The BBC debate, held in Nottingham, was the last opportunity for British Prime Minister Rishi Sunak to modify polls that have remained unchanged throughout the campaign. The British seem determined to turn the page, after 14 years of governments tories. Labor leader Keir Starmer’s lead has remained above twenty percentage points in all polls.
Sunak has repeatedly threatened that a Labor government will inevitably raise taxes and allow irregular migrants to easily cross the UK’s borders. Starmer tried again and again to make it clear that the prime minister’s statements were a lie, in the face of a conservative candidate with the slogans finally well learned, and that he would not remain silent.
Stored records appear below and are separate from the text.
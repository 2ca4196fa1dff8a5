use chrono::{DateTime, Utc};
use sqlx::FromRow;
use uuid::Uuid;

use crate::features::auth::model::AuthenticatedUser;

/// Database model for user account
#[derive(Debug, Clone, FromRow)]
pub struct User {
    pub id: Uuid,
    pub username: String,
    /// Argon2id PHC string
    pub password_hash: String,
    pub email: String,
    pub first_name: String,
    pub last_name: String,
    pub is_staff: bool,
    pub created_at: DateTime<Utc>,
}

impl User {
    pub fn full_name(&self) -> String {
        format!("{} {}", self.first_name, self.last_name)
            .trim()
            .to_string()
    }

    /// Principal stored in the session after login
    pub fn to_principal(&self) -> AuthenticatedUser {
        AuthenticatedUser {
            user_id: self.id,
            username: self.username.clone(),
            full_name: self.full_name(),
            is_staff: self.is_staff,
        }
    }
}

/// Database model for the extended profile, one per user
#[derive(Debug, Clone, FromRow)]
pub struct UserProfile {
    pub user_id: Uuid,
    pub phone: String,
    pub address: String,
}
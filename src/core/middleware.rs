use crate::features::auth::SessionManager;
use crate::features::users::UserService;
use crate::shared::constants::SESSION_COOKIE;
use crate::shared::cookies::read_cookie;
use axum::{
    extract::{Request, State},
    http::HeaderValue,
    middleware::Next,
    response::{IntoResponse, Response},
};
use std::sync::Arc;
use tower_http::request_id::{MakeRequestId, RequestId};
use tracing::Span;
use uuid::Uuid;

/// Request ID generator using UUID v7 (time-ordered)
#[derive(Clone, Copy)]
pub struct MakeRequestUuid;

impl MakeRequestId for MakeRequestUuid {
    fn make_request_id<B>(&mut self, _request: &axum::http::Request<B>) -> Option<RequestId> {
        let id = Uuid::now_v7().to_string();
        HeaderValue::from_str(&id).ok().map(RequestId::new)
    }
}

/// Custom MakeSpan that includes request_id in the tracing span
#[derive(Clone, Debug)]
pub struct MakeSpanWithRequestId;

impl<B> tower_http::trace::MakeSpan<B> for MakeSpanWithRequestId {
    fn make_span(&mut self, request: &axum::http::Request<B>) -> Span {
        let request_id = request
            .headers()
            .get("x-request-id")
            .and_then(|v| v.to_str().ok())
            .unwrap_or("-");

        tracing::info_span!(
            "request",
            method = %request.method(),
            uri = %request.uri(),
            request_id = %request_id,
        )
    }
}

/// State for the session middleware
#[derive(Clone)]
pub struct SessionState {
    pub sessions: Arc<SessionManager>,
    pub users: Arc<UserService>,
}

/// Resolve the session cookie into an `AuthenticatedUser` request extension.
///
/// Missing, tampered or expired cookies leave the request anonymous; route
/// extractors decide whether that is acceptable. The token only names the
/// account: the user row is re-read on every request, so a revoked staff flag
/// takes effect immediately and a deleted account is anonymous.
pub async fn session_middleware(
    State(state): State<SessionState>,
    mut req: Request,
    next: Next,
) -> Response {
    if let Some(token) = read_cookie(req.headers(), SESSION_COOKIE) {
        match state.sessions.validate(&token) {
            Ok(claimed) => match state.users.find_by_id(claimed.user_id).await {
                Ok(Some(user)) => {
                    req.extensions_mut().insert(user.to_principal());
                }
                Ok(None) => {
                    tracing::debug!("Session names missing user {}", claimed.user_id);
                }
                Err(e) => return e.into_response(),
            },
            Err(e) => {
                tracing::debug!("Ignoring invalid session cookie: {}", e);
            }
        }
    }

    next.run(req).await
}
use serde::{Deserialize, Serialize};

/// Login form fields. The password is never echoed back to the template.
#[derive(Debug, Clone, Default, Serialize, Deserialize)]
pub struct LoginForm {
    #[serde(default)]
    pub username: String,

    #[serde(default, skip_serializing)]
    pub password: String,

    /// Where to go after a successful login
    #[serde(default)]
    pub next: Option<String>,
}

#[derive(Debug, Default, Deserialize)]
pub struct LoginQuery {
    pub next: Option<String>,
}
The emergence of the populist Nigel Farage, who finally decided to enter the electoral competition as a candidate for the party he helped found, Reform UK, has crushed Sunak’s expectations. Some sociological companies give even a higher percentage of support to extreme right-wing formations than to the tories. In the British majority electoral system, which only awards seats to the party with the most votes in each constituency, Farage’s formation could cause damage of historic proportions to the Conservatives.
Its candidate, Sunak, who tried to present himself from the beginning as the only contender capable of offering economic stability and security to the United Kingdom during the current uncertainty, has demonstrated throughout these weeks a notable strategic clumsiness, which has been accompanied by considerable dose of bad luck.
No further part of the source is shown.